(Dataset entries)
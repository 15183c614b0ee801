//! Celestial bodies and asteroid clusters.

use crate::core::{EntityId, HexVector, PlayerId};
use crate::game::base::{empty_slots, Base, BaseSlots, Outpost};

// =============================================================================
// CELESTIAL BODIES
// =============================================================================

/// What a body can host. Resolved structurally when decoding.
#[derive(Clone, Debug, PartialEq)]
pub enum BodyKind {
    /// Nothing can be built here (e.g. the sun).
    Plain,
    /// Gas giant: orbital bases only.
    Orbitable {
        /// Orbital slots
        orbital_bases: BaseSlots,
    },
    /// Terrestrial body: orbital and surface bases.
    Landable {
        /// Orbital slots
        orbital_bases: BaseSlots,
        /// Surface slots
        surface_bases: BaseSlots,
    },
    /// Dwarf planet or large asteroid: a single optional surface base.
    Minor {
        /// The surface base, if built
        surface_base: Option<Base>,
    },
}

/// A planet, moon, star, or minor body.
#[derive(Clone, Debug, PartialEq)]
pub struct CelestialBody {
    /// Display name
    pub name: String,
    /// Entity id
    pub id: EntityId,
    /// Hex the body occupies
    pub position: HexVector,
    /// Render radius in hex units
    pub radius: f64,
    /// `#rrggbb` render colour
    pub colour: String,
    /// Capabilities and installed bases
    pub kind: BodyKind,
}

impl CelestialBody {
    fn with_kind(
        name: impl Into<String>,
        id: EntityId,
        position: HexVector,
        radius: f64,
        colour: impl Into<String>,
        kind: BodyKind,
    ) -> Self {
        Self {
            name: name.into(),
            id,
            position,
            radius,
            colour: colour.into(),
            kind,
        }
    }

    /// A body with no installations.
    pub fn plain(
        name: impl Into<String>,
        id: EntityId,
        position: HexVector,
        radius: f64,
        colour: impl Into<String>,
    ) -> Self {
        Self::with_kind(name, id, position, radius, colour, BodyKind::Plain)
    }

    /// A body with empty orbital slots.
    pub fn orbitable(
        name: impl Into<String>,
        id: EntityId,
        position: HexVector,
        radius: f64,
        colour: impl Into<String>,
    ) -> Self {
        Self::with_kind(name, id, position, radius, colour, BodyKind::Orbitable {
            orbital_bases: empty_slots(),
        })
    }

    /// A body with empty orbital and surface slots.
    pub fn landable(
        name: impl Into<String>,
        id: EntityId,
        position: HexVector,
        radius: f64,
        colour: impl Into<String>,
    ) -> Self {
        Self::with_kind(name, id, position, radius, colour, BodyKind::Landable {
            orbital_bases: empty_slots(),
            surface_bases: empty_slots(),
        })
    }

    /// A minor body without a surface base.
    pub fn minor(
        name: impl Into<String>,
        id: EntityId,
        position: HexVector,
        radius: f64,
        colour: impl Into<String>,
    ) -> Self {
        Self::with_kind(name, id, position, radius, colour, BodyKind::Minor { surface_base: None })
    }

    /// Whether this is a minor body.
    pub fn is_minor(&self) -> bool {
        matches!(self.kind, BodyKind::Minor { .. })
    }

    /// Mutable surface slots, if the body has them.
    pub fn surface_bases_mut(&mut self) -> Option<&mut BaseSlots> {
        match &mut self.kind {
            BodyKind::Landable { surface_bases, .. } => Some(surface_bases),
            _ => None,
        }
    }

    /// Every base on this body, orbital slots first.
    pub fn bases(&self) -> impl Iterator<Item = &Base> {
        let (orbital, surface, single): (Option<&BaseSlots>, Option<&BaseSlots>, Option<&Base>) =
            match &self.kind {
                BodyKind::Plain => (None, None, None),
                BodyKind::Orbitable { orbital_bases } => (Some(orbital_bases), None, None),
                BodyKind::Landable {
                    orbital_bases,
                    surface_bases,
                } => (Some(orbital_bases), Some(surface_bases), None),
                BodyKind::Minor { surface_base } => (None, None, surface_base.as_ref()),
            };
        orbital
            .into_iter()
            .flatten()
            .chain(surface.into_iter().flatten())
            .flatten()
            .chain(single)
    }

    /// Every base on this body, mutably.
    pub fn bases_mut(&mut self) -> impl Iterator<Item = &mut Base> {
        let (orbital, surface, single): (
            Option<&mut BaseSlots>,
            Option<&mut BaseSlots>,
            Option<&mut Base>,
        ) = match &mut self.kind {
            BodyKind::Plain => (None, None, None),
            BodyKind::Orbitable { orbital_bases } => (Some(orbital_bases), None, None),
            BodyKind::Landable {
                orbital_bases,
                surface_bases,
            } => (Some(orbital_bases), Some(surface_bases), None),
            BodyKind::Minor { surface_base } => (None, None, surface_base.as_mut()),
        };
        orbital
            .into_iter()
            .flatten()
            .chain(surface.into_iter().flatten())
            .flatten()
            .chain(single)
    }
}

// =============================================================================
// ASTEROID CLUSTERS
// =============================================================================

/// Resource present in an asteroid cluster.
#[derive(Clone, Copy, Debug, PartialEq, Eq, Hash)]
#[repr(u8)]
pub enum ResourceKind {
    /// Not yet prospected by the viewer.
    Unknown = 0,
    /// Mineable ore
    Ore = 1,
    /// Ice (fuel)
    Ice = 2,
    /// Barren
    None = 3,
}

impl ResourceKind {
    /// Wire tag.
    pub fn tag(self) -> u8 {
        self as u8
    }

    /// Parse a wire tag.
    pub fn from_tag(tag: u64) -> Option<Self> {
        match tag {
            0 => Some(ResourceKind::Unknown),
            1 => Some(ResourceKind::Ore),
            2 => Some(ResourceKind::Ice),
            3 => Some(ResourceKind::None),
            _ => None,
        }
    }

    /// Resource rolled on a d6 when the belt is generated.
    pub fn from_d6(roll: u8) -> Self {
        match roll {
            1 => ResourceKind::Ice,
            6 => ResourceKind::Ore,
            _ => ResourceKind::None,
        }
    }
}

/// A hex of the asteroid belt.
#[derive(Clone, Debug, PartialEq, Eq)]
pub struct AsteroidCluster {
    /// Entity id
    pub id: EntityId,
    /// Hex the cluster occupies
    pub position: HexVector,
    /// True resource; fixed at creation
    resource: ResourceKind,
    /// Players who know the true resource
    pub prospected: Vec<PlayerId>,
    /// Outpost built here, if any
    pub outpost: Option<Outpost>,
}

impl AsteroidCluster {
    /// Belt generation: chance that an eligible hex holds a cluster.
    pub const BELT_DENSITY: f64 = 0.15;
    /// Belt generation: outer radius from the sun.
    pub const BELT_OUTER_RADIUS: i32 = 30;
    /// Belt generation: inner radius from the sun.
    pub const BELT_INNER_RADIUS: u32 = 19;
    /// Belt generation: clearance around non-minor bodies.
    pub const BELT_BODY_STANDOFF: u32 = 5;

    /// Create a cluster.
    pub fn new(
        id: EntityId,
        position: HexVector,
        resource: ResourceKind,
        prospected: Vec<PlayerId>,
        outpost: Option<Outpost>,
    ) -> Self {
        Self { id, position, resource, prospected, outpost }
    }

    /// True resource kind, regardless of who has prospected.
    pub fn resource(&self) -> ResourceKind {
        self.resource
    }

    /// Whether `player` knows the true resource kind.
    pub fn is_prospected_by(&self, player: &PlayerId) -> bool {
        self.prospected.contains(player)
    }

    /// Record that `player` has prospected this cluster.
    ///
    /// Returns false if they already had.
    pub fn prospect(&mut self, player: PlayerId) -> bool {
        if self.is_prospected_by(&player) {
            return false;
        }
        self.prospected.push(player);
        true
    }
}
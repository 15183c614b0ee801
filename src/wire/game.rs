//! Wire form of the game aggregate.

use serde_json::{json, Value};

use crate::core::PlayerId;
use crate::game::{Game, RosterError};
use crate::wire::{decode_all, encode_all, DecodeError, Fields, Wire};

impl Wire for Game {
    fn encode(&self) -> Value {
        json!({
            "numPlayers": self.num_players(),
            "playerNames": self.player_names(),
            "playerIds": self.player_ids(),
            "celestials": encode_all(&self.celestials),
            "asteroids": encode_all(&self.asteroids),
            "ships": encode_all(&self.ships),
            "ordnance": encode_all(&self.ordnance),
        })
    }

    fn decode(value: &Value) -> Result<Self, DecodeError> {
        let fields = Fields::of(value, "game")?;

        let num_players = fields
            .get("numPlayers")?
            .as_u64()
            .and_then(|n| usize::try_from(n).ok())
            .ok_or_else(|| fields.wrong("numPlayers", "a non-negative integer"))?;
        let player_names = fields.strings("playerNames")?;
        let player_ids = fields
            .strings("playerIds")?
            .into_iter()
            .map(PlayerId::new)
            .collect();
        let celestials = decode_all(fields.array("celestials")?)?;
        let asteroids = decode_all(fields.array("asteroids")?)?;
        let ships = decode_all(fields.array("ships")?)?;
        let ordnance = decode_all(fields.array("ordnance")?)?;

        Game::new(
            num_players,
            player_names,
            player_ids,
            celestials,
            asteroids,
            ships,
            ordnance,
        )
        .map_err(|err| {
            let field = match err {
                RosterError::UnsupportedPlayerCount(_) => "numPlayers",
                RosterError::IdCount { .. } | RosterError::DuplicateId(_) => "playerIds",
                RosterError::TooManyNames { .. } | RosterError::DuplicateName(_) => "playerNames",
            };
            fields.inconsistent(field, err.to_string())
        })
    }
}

WHAT NEEDS TO BE DONE
Your reply should be a single number: the count of lines above that include the string "playerNames".

ANSWER BELOW
3